Upper respiratory tract infections, hay fever, allergies, snorting drugs, cigarette smoking or a deviated nasal septum may compromise equalization. When properly employed, the following techniques are effective in middle-ear and sinus squeeze in healthy subjects.
Passive: Requires no effort. Occurs during ascent.
Voluntary tubal opening: Try yawning or wiggling your jaw. Up to 30 percent of divers can successfully master this technique.
Valsalva maneuver: Pinch your nostrils, and gently blow through your nose.
Toynbee maneuver: Pinch your nostrils and swallow (good technique if equalization is needed during ascent).
Frenzel maneuver: Pinch your nostrils while contracting your throat muscles, and make the sound of the letter “k.”
Lowry technique: Pinch your nostrils, and gently try to blow air out of your nose while swallowing (think Valsalva maneuver meets the Toynbee maneuver).
Edmonds technique: Push your jaw forward, and employ the Valsalva maneuver or the Frenzel maneuver.
Tips for Equalization
- Prior to descent, while you are neutrally buoyant with no air in your buoyancy control device (BCD), gently inflate your ears with one of the listed techniques. This gives you a little extra air in the middle ear and sinuses as you descend.
- Descend feet first, if possible. This allows air to travel upward into the Eustachian tube and middle ear, a more natural direction. Use a descent line or the anchor line to control the speed of descent.
- Inflate your ears gently every few feet for the first 10 to 15 feet.
- Pain is not acceptable. If there is pain, you have descended without adequately equalizing. Ascend a few feet until the pain stops.
- If you do not feel your ears opening, stop and try again; you may need to ascend a few feet to diminish the pressure around you. Do not bounce up and down.
- It may be helpful to tilt the blocked ear toward the surface.
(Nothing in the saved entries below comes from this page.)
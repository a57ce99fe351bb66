//! Lazily-weighted conditional networks.
//!
//! An edge weight may be a piecewise-linear function of a symbolic
//! parameter `∂` instead of a plain integer. Propagation carries the
//! symbolic structure (sums and maxima of linear pieces) and compares
//! values by evaluating at the current `∂`. When a negative loop's value
//! depends on `∂`, the smallest parameter closing the loop is solved for
//! (directly for a linear piece, by binary search for sums and maxima),
//! the parameter is reset globally and the whole check restarts from the
//! initialized graph. A loop that stays negative past the horizon makes
//! the requested parameter unachievable.

use super::CstnOptions;
use crate::error::NetError;
use crate::graph::{EdgeKey, NetGraph};
use crate::init::{InitOptions, init_and_check};
use crate::label::{Label, Proposition, State};
use crate::status::CheckStatus;
use alloc::boxed::Box;
use alloc::vec::Vec;
use tempo_core::collections::HashMap;
use tempo_core::weight::{NEG_INF, is_finite, sum_saturating};
use tempo_core::Weight;

/// A weight that may depend on the parameter `∂`
#[derive(Clone, Debug, PartialEq, Eq)]
pub enum LazyWeight {
    /// A plain integer
    Const(Weight),
    /// The linear piece `m·∂ + q`, with `m ≥ 0`
    Piece {
        /// Slope; a larger parameter never tightens a constraint
        m: Weight,
        /// Intercept
        q: Weight,
    },
    /// Sum of two lazy weights
    Sum(Box<LazyWeight>, Box<LazyWeight>),
    /// Maximum of two lazy weights
    Max(Box<LazyWeight>, Box<LazyWeight>),
}

impl LazyWeight {
    /// The linear piece `m·∂ + q`
    pub fn piece(m: Weight, q: Weight) -> Self {
        debug_assert!(m >= 0, "pieces must be non-decreasing in the parameter");
        if m == 0 { Self::Const(q) } else { Self::Piece { m, q } }
    }

    /// Structure-preserving sum, folding constants
    pub fn sum(a: Self, b: Self) -> Self {
        match (a, b) {
            (Self::Const(x), Self::Const(y)) => Self::Const(sum_saturating(x, y)),
            (Self::Const(x), Self::Piece { m, q }) | (Self::Piece { m, q }, Self::Const(x)) => {
                Self::Piece {
                    m,
                    q: sum_saturating(q, x),
                }
            }
            (a, b) => Self::Sum(Box::new(a), Box::new(b)),
        }
    }

    /// Structure-preserving maximum, folding constants
    pub fn max(a: Self, b: Self) -> Self {
        match (a, b) {
            (Self::Const(x), Self::Const(y)) => Self::Const(x.max(y)),
            (a, b) => Self::Max(Box::new(a), Box::new(b)),
        }
    }

    /// The value at `∂ = theta`
    pub fn eval(&self, theta: Weight) -> Weight {
        match self {
            Self::Const(w) => *w,
            Self::Piece { m, q } => {
                let scaled = m.saturating_mul(theta).clamp(NEG_INF, tempo_core::INF);
                sum_saturating(scaled, *q)
            }
            Self::Sum(a, b) => sum_saturating(a.eval(theta), b.eval(theta)),
            Self::Max(a, b) => a.eval(theta).max(b.eval(theta)),
        }
    }

    /// Whether the value changes with `∂`
    pub fn depends_on_parameter(&self) -> bool {
        match self {
            Self::Const(_) => false,
            Self::Piece { .. } => true,
            Self::Sum(a, b) | Self::Max(a, b) => {
                a.depends_on_parameter() || b.depends_on_parameter()
            }
        }
    }

    /// Smallest `∂ ∈ [0, horizon]` with a non-negative value, if any
    ///
    /// Every piece is non-decreasing in `∂`, so the whole expression is
    /// and the root can be bisected; a single piece is solved directly.
    pub fn solve_zero(&self, horizon: Weight) -> Option<Weight> {
        match self {
            Self::Const(w) => (*w >= 0).then_some(0),
            Self::Piece { m, q } => {
                if *q >= 0 {
                    return Some(0);
                }
                if !is_finite(*q) {
                    return None;
                }
                let need = -*q;
                let t = need.div_euclid(*m) + Weight::from(need.rem_euclid(*m) > 0);
                (t <= horizon).then_some(t)
            }
            _ => {
                if self.eval(0) >= 0 {
                    return Some(0);
                }
                if self.eval(horizon) < 0 {
                    return None;
                }
                let (mut lo, mut hi) = (0, horizon);
                while lo + 1 < hi {
                    let mid = lo + (hi - lo) / 2;
                    if self.eval(mid) >= 0 {
                        hi = mid;
                    } else {
                        lo = mid;
                    }
                }
                Some(hi)
            }
        }
    }
}

/// A lazily-weighted labeled value attached to an edge of the template
/// graph
pub type LazyValue = (EdgeKey, Label, LazyWeight);

/// Outcome of a lazy check
#[derive(Clone, Debug)]
pub struct LazyOutcome {
    /// The final propagation status (of the last restart)
    pub status: CheckStatus,
    /// The parameter value the verdict holds for
    pub theta: Weight,
}

/// Checks a conditional network whose weights may depend on `∂`
///
/// Starts at `∂ = 0` and raises it to the smallest value neutralizing
/// each parameter-dependent negative loop found, restarting from the
/// initialized graph after every raise. A parameter-independent negative
/// loop, or one that no `∂` within the horizon can fix, ends the check
/// with a negative verdict.
pub fn dc_check_lazy(
    g: &mut NetGraph,
    lazy_values: &[LazyValue],
    opts: &CstnOptions,
) -> Result<LazyOutcome, NetError> {
    init_and_check(
        g,
        &InitOptions {
            cstn: true,
            ..InitOptions::default()
        },
    )?;
    let horizon = g.horizon.unwrap_or(0);
    let mut theta: Weight = 0;
    let mut status;
    loop {
        status = CheckStatus::new("CSTN-lazy");
        let mut engine = LazyEngine::new(g, lazy_values, theta);
        match engine.run(&mut status, opts) {
            LazyVerdict::Consistent => {
                status.finish(true);
                break;
            }
            LazyVerdict::Timeout => break,
            LazyVerdict::NegativeLoop(loop_weight) => {
                if !loop_weight.depends_on_parameter() {
                    status.finish(false);
                    break;
                }
                match loop_weight.solve_zero(horizon) {
                    Some(t) if t > theta => {
                        log::debug!("raising parameter to {t} and restarting");
                        theta = t;
                    }
                    // no admissible parameter within the horizon
                    _ => {
                        status.finish(false);
                        break;
                    }
                }
            }
        }
    }
    status.execution_time = opts.deadline.elapsed();
    Ok(LazyOutcome { status, theta })
}

enum LazyVerdict {
    Consistent,
    NegativeLoop(LazyWeight),
    Timeout,
}

/// A compact labeled map over lazy weights, compared at the current `∂`
#[derive(Clone, Default)]
struct LazyValues {
    entries: Vec<(Label, LazyWeight)>,
}

impl LazyValues {
    fn put(&mut self, label: Label, w: LazyWeight, theta: Weight) -> bool {
        let v = w.eval(theta);
        if self
            .entries
            .iter()
            .any(|(l1, w1)| label.subsumes(l1) && w1.eval(theta) <= v)
        {
            return false;
        }
        self.entries
            .retain(|(l1, w1)| !(l1.subsumes(&label) && v <= w1.eval(theta)));
        self.entries.push((label, w));
        self.entries.sort_by_key(|(l, _)| *l);
        true
    }
}

/// Label propagation with symbolic weights
struct LazyEngine<'a> {
    g: &'a NetGraph,
    theta: Weight,
    values: HashMap<EdgeKey, LazyValues>,
    /// Extra derived constraints keyed by node pair (the template graph
    /// is never mutated)
    derived: HashMap<(crate::graph::NodeKey, crate::graph::NodeKey), LazyValues>,
    children: HashMap<Proposition, Vec<Proposition>>,
    max_cycles: u64,
}

impl<'a> LazyEngine<'a> {
    fn new(g: &'a NetGraph, lazy_values: &[LazyValue], theta: Weight) -> Self {
        let mut values: HashMap<EdgeKey, LazyValues> = HashMap::default();
        for ek in g.edges() {
            let mut slot = LazyValues::default();
            for (l, w) in g[ek].labeled.iter() {
                slot.put(l, LazyWeight::Const(w), theta);
            }
            values.insert(ek, slot);
        }
        for (ek, label, w) in lazy_values {
            if let Some(slot) = values.get_mut(ek) {
                slot.put(*label, w.clone(), theta);
            }
        }
        let mut children: HashMap<Proposition, Vec<Proposition>> = HashMap::default();
        for key in g.node_keys() {
            let Some(q) = g[key].observed else { continue };
            for (p, _) in g[key].label.literals() {
                children.entry(p).or_default().push(q);
            }
        }
        let n = g.node_count() as u64;
        let max_cycles = (g.max_abs_weight().unsigned_abs().max(1))
            .saturating_mul(n.saturating_mul(n))
            .saturating_mul(729);
        Self {
            g,
            theta,
            values,
            derived: HashMap::default(),
            children,
            max_cycles,
        }
    }

    fn strip_unknown_children(&self, mut label: Label) -> Label {
        loop {
            let mut changed = false;
            let current: Vec<(Proposition, State)> = label.literals().collect();
            for (p, state) in current {
                if state != State::Unknown {
                    continue;
                }
                for q in self.children.get(&p).into_iter().flatten() {
                    if label.contains(*q) {
                        label.remove(*q);
                        changed = true;
                    }
                }
            }
            if !changed {
                return label;
            }
        }
    }

    fn run(&mut self, status: &mut CheckStatus, opts: &CstnOptions) -> LazyVerdict {
        loop {
            status.cycles += 1;
            if opts.deadline.expired() {
                status.timeout = true;
                return LazyVerdict::Timeout;
            }
            if status.cycles > self.max_cycles {
                log::warn!("lazy propagation cycle bound exceeded; giving up");
                status.timeout = true;
                return LazyVerdict::Timeout;
            }
            let mut changed = false;
            // snapshot of every constraint: (src, dst, label, weight)
            let constraints = self.snapshot();
            for (a, b, alpha, u) in &constraints {
                for (b2, c, beta, v) in &constraints {
                    if b2 != b {
                        continue;
                    }
                    let s = LazyWeight::sum(u.clone(), v.clone());
                    let s_val = s.eval(self.theta);
                    if s_val >= 0 {
                        continue;
                    }
                    let gamma = self.strip_unknown_children(alpha.conjunction_extended(beta));
                    if a == c {
                        if !gamma.has_unknown() {
                            return LazyVerdict::NegativeLoop(s);
                        }
                        if self.put(*a, *c, gamma, LazyWeight::Const(NEG_INF)) {
                            changed = true;
                            status.rules.qlp += 1;
                        }
                        continue;
                    }
                    if u.eval(self.theta) >= 0 && gamma.has_unknown() {
                        continue;
                    }
                    if self.put(*a, *c, gamma, s) {
                        changed = true;
                        if gamma.has_unknown() {
                            status.rules.qlp += 1;
                        } else {
                            status.rules.lp += 1;
                        }
                    }
                }
            }
            changed |= self.observation_rules(status);
            if !changed {
                return LazyVerdict::Consistent;
            }
        }
    }

    /// `qR0` and `qR3` over the current constraint set
    fn observation_rules(&mut self, status: &mut CheckStatus) -> bool {
        let Some(z) = self.g.zero() else { return false };
        let mut changed = false;
        let constraints = self.snapshot();
        for (src, dst, label, w) in &constraints {
            // qR0
            if let Some(p) = self.g[*src].observed {
                if w.eval(self.theta) <= 0 && label.contains(p) {
                    let mut stripped = label.without(p);
                    for q in self.children.get(&p).cloned().into_iter().flatten() {
                        stripped.remove(q);
                    }
                    if *dst == z {
                        stripped = self.strip_unknown_children(stripped);
                    }
                    if stripped != *label && self.put(*src, *dst, stripped, w.clone()) {
                        changed = true;
                        status.rules.qr0 += 1;
                    }
                }
            }
            // qR3, with this constraint in the nS → Z role
            if *dst != z {
                continue;
            }
            for (p, _) in label.literals() {
                let Some(obs) = self.g.observer_of(p) else { continue };
                if obs == *src {
                    continue;
                }
                let beta = label.without(p);
                for (o_src, o_dst, gamma, ow) in &constraints {
                    if *o_src != obs || *o_dst != z || ow.eval(self.theta) > 0 {
                        continue;
                    }
                    let new_label = self.strip_unknown_children(gamma.conjunction_extended(&beta));
                    let new_w = LazyWeight::max(ow.clone(), w.clone());
                    if self.put(*src, z, new_label, new_w) {
                        changed = true;
                        status.rules.qr3 += 1;
                    }
                }
            }
        }
        changed
    }

    fn snapshot(
        &self,
    ) -> Vec<(
        crate::graph::NodeKey,
        crate::graph::NodeKey,
        Label,
        LazyWeight,
    )> {
        let mut out = Vec::new();
        for ek in self.g.edges() {
            if let Some(slot) = self.values.get(&ek) {
                for (l, w) in &slot.entries {
                    out.push((self.g[ek].src(), self.g[ek].dst(), *l, w.clone()));
                }
            }
        }
        for ((a, b), slot) in &self.derived {
            for (l, w) in &slot.entries {
                out.push((*a, *b, *l, w.clone()));
            }
        }
        out
    }

    fn put(
        &mut self,
        a: crate::graph::NodeKey,
        b: crate::graph::NodeKey,
        label: Label,
        w: LazyWeight,
    ) -> bool {
        if let Some(ek) = self.g.edge_between(a, b) {
            return self
                .values
                .entry(ek)
                .or_default()
                .put(label, w, self.theta);
        }
        self.derived
            .entry((a, b))
            .or_default()
            .put(label, w, self.theta)
    }
}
- If you are unable to equalize, abort the dive. The consequences of descending without equalizing could ruin an entire dive trip or cause permanent damage and hearing loss.
- Decongestants and nasal sprays may be used prior to diving to reduce swelling in the nasal and ear passages. If your doctor agrees with your decision to use decongestants, take them one to two hours before descent. They should last from eight to 12 hours, so you don’t need to take a second dose before a repetitive dive. Nasal sprays should be used approximately 30 minutes before descent and usually last 12 hours. Take caution when using over-the-counter nasal sprays; repeated use can cause a rebound reaction resulting in increased congestion and possible reverse block on ascent. Decongestants may have side effects. Do not use them before dive if you do not have previous experience.
- If at any time during the dive you feel pain, experience vertigo or note sudden hearing loss, abort the dive. If these symptoms persist, do not dive again and consult your physician.